Junior college transfer Teyvon Myers came off the bench to sink a three-pointer and total a career-best seven points and Tarik Phillip played his usual steady-but-explosive game to score nine points with three assists, though he did have four of WVU's 18 turnovers. The miscues were the one glaring issue, as West Virginia had just one fewer turnover than its opponent for the second straight game; over the last three, the Mountaineers have actually committed more turnovers (45) than they have forced (44).

"We continued to shoot ourselves in the foot by turning the ball over," Huggins said. "We work like crazy to create turnovers, and then we turn around and give the ball right back to him. I have done this a long time and seen a lot of basketball. I have never seen guards go down the court and forget to take the ball out. We have done that the last three games. I don’t know how it happens.

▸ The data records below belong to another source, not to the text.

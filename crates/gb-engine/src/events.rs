//! State-change events for the presentation boundary.
//!
//! The engine renders nothing; it queues events as play progresses and
//! the host drains them to drive whatever UI it has.

use gb_combat::RoundRecord;
use gb_core::book::SectionKind;

use crate::state::TerminalKind;

/// A choice as presented to the player.
#[derive(Debug, Clone, PartialEq, Eq)]
pub struct ChoiceView {
    /// Index into the section's full choice list; pass back to `choose`.
    pub index: usize,
    /// The choice text.
    pub text: String,
    /// The target section number.
    pub target: u32,
}

/// A state change the host may want to render.
#[derive(Debug, Clone, PartialEq)]
pub enum GameEvent {
    /// A section was entered.
    SectionEntered {
        /// The section number.
        number: u32,
        /// The section's kind.
        kind: SectionKind,
    },
    /// The eligible choice set for the current section.
    ChoicesAvailable {
        /// The visible choices, ineligible ones already filtered out.
        choices: Vec<ChoiceView>,
    },
    /// One combat round was resolved.
    CombatRoundResolved {
        /// The enemy being fought.
        enemy: String,
        /// What happened in the round.
        record: RoundRecord,
    },
    /// A terminal section was reached; the session is over.
    TerminalReached {
        /// Which kind of terminal.
        kind: TerminalKind,
    },
}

"Fundamentally, we weren’t very good (at KSU) with our pressure. We talked about that and showed them on the film. We tried to clean that up and I think the positive of today is that we had more bounce in our step again. We have been a half-step behind on everything. We ran balls from behind again. We made plays from behind that we haven’t been making. We had that bounce that is kind of critical for the way we play."

It added to a significant win, and a key defense of the home floor after the Texas misstep. Though Huggins would never admit it, the Mountaineers are likely right where they were expected to be, if not far better, in the preseason. West Virginia knocked off then-No. 1 Kansas at home on Jan. 12, then at least partially negated the win with the loss to Texas. On average, that's holding serve. And at 17-3 at the 20-game mark, the Mountaineers are exactly where even the most positive, emboldened of fans imagined. 

A look ahead reveals how truly imperative the victories over Tech and K-State were. WVU plays a solid-not-spectacular Florida team - the Gators are 13-6 overall - on the road on Saturday as part of the Big 12-SEC Challenge, then must run the gauntlet of Iowa State, Baylor and Kansas, with the first and last of those away from the Coliseum. At worst, an ideal set-up would be to split those games while a 1-3 finish might be slightly disappointing, which shows how good this team is viewed to be. A 3-1 or better record, and West Virginia is in position to challenge for the Big 12 regular season championship with seven games left.

That would never have been the case without winning when it was supposed to versus Texas Tech and Kansas State, especially after the UT loss. But that's what good teams do - win when it's expected the vast majority of the time. It's becoming apparent that the Mountaineers are good. The question to be answered is if they're great.